[Date Prev]
| [Thread Prev]
| [Thread Next]
| [Date Next]
--
[Date Index]
| [Thread Index]
Re: [xml-dev] XML schema xs:string and non BMP character like 𐌀, length restriction
- From: "Pete Cordell" <petexmldev@codalogic.com>
- To: "Martin Honnen" <Martin.Honnen@gmx.de>,"xml-dev" <xml-dev@lists.xml.org>
- Date: Fri, 12 Oct 2012 11:25:50 +0100
FWIW, I agree with your assessment.
Pete Cordell
Codalogic Ltd
Twitter: http://twitter.com/petecordell
Interface XML to C++ the easy way using C++ XML
data binding to convert XSD schemas to C++ classes.

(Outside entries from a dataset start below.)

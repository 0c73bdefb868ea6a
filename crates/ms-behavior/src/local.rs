//! `LocalAgent`: one automaton instance per cell, sharing rule definitions.

use std::rc::Rc;

use ms_core::{AgentId, CellId, Event};
use ms_spatial::{CellularSpace, SpaceRef};

use crate::{Agent, AgentCore, AgentKind, AgentView, BehaviorError, BehaviorResult, Site};

/// An agent whose current control mode is stored in each cell.
///
/// Each execution visits every cell once and runs the mode that cell
/// currently tracks for this agent.  A jump re-attaches the cell to the
/// target mode; the target runs on the next visit, not within the same
/// event.
#[derive(Debug)]
pub struct LocalAgent {
    core:   AgentCore,
    spaces: Vec<SpaceRef>,
}

impl LocalAgent {
    pub fn new(id: AgentId, name: impl Into<String>) -> Self {
        Self { core: AgentCore::new(id, name), spaces: Vec::new() }
    }

    /// Attach the first control mode to every cell currently in `space` and
    /// remember the space.  Returns the number of cells attached.
    ///
    /// Cells added to the space later are not tracked until the space is
    /// attached again.
    pub fn attach_space(&mut self, space: &SpaceRef) -> BehaviorResult<usize> {
        let agent = self.core.id();
        let first = self
            .core
            .modes
            .first()
            .ok_or(BehaviorError::NoControlModes(agent))?;
        let attached = space
            .try_borrow_mut()
            .map_err(|_| BehaviorError::SpaceBorrowed(agent))?
            .attach_agent(agent, first);

        if !self.spaces.iter().any(|s| Rc::ptr_eq(s, space)) {
            self.spaces.push(SpaceRef::clone(space));
        }
        Ok(attached)
    }

    /// Stop tracking this agent in every cell of `space` and forget the space.
    pub fn detach_space(&mut self, space: &SpaceRef) -> BehaviorResult<usize> {
        let agent = self.core.id();
        let detached = space
            .try_borrow_mut()
            .map_err(|_| BehaviorError::SpaceBorrowed(agent))?
            .detach_agent(agent);
        self.spaces.retain(|s| !Rc::ptr_eq(s, space));
        Ok(detached)
    }

    pub fn spaces(&self) -> &[SpaceRef] {
        &self.spaces
    }

    fn run_cells(&mut self, event: &Event, space: &mut CellularSpace, cells: &[CellId]) -> BehaviorResult<()> {
        let agent = self.core.id();

        for &cell in cells {
            let Some(mode) = space.cell(cell).and_then(|c| c.control_mode(agent)) else {
                continue;
            };
            let Some(mut site) = Site::new(space, cell) else {
                continue;
            };
            let view = AgentView { id: agent, kind: AgentKind::Local, mode, last_change: None };
            let control = self
                .core
                .modes
                .get_mut(mode)
                .ok_or(BehaviorError::UnknownMode { agent, mode })?;
            let outcome = control.execute(event, &view, Some(&mut site));

            let next = self.core.settle(outcome, event, mode, Some(cell))?;
            let Some(cell) = space.cell_mut(cell) else {
                continue;
            };
            match next {
                Some(target) if target != mode => {
                    cell.attach_control_mode(agent, target);
                }
                _ => cell.tick_latency(),
            }
        }
        Ok(())
    }
}

impl Agent for LocalAgent {
    fn core(&self) -> &AgentCore {
        &self.core
    }

    fn core_mut(&mut self) -> &mut AgentCore {
        &mut self.core
    }

    fn execute(&mut self, event: &Event) -> BehaviorResult<()> {
        self.core.ensure_runnable()?;
        let agent = self.core.id();

        if self.core.regions_active() {
            for r in 0..self.core.regions.len() {
                let handle = Rc::clone(self.core.regions[r].space());
                let mut space = handle
                    .try_borrow_mut()
                    .map_err(|_| BehaviorError::SpaceBorrowed(agent))?;
                let cells = self.core.regions[r].cells(&space);
                self.run_cells(event, &mut space, &cells)?;
            }
        } else {
            for s in 0..self.spaces.len() {
                let handle = Rc::clone(&self.spaces[s]);
                let mut space = handle
                    .try_borrow_mut()
                    .map_err(|_| BehaviorError::SpaceBorrowed(agent))?;
                let cells = space.cell_ids();
                self.run_cells(event, &mut space, &cells)?;
            }
        }
        Ok(())
    }
}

Visit http://codalogic.com/lmx/ or http://www.xml2cpp.com
for more info
----- Original Message -----
From: "Martin Honnen" <Martin.Honnen@gmx.de>
To: "xml-dev" <xml-dev@lists.xml.org>
Sent: Friday, October 12, 2012 11:16 AM
Subject: [xml-dev] XML schema xs:string and non BMP character like
𐌀, length restriction
> Hi,
>
> I am seeing inconsistencies between different schema validating parsers
> when it comes to Unicode characters outside of the BMP, like 𐌀 for
> instance, and length restrictions on xs:string.
>
> For the sample http://home.arcor.de/martin.honnen/xml/oneCharInstance1.xml
> which has the contents
>
> <?xml version="1.0" encoding="utf-8" ?>
> <root>
> <test>𐌀</test>
> </root>
>
> the XSV validator and Saxon 9.4 EE don't report any validation errors when
> validading against the schema
> http://home.arcor.de/martin.honnen/xml/oneCharSchema1.xsd (which has as it
> contents
>
> <?xml version="1.0" encoding="utf-8"?>
> <xs:schema attributeFormDefault="unqualified"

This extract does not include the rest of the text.